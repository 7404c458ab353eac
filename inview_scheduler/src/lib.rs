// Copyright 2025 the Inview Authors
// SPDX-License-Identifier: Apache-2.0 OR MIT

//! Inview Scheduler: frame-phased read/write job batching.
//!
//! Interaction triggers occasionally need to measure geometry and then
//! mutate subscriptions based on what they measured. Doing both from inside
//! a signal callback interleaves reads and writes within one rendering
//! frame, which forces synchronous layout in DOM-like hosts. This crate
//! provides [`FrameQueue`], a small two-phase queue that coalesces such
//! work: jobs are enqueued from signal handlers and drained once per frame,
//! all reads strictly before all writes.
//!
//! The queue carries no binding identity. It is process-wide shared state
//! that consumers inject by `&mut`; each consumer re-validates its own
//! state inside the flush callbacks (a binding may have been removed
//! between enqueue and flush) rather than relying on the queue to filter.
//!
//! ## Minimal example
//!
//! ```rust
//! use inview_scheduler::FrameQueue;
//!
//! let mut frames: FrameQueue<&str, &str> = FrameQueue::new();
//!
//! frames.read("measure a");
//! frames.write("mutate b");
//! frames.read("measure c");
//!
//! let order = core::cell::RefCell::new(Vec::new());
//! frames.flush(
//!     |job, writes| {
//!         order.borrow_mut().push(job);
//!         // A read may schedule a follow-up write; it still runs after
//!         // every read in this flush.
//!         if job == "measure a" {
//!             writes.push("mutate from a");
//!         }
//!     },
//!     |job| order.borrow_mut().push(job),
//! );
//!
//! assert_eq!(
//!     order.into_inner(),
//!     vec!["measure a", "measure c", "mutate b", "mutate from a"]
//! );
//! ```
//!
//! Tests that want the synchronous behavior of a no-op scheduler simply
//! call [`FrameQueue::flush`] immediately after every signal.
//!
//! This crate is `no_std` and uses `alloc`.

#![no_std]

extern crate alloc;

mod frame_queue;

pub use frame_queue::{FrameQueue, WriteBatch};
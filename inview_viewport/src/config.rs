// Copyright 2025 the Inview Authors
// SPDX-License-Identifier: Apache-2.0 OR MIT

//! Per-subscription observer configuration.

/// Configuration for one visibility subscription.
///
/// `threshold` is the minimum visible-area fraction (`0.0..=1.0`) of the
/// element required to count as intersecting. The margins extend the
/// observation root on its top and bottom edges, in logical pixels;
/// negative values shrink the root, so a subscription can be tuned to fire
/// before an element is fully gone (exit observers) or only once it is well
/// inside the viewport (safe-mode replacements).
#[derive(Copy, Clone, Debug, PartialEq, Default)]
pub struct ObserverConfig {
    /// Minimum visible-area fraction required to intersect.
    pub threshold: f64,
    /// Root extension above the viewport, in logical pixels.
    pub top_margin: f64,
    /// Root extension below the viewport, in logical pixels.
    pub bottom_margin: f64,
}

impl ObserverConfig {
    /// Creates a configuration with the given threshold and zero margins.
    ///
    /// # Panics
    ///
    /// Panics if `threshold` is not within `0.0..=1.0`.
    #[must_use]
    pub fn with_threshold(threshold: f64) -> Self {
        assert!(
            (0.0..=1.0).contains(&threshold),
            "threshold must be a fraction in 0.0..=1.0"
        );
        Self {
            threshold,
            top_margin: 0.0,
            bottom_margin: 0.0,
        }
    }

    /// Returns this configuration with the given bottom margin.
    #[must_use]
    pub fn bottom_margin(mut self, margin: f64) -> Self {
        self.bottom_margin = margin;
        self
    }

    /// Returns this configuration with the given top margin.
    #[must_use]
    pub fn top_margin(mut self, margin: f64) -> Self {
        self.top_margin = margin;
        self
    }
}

### What you should do
The lines that contain the word "pixels" are wanted; copy each of them from the records.

### Completed task
/// observation root on its top and bottom edges, in logical pixels;
    /// Root extension above the viewport, in logical pixels.
    /// Root extension below the viewport, in logical pixels.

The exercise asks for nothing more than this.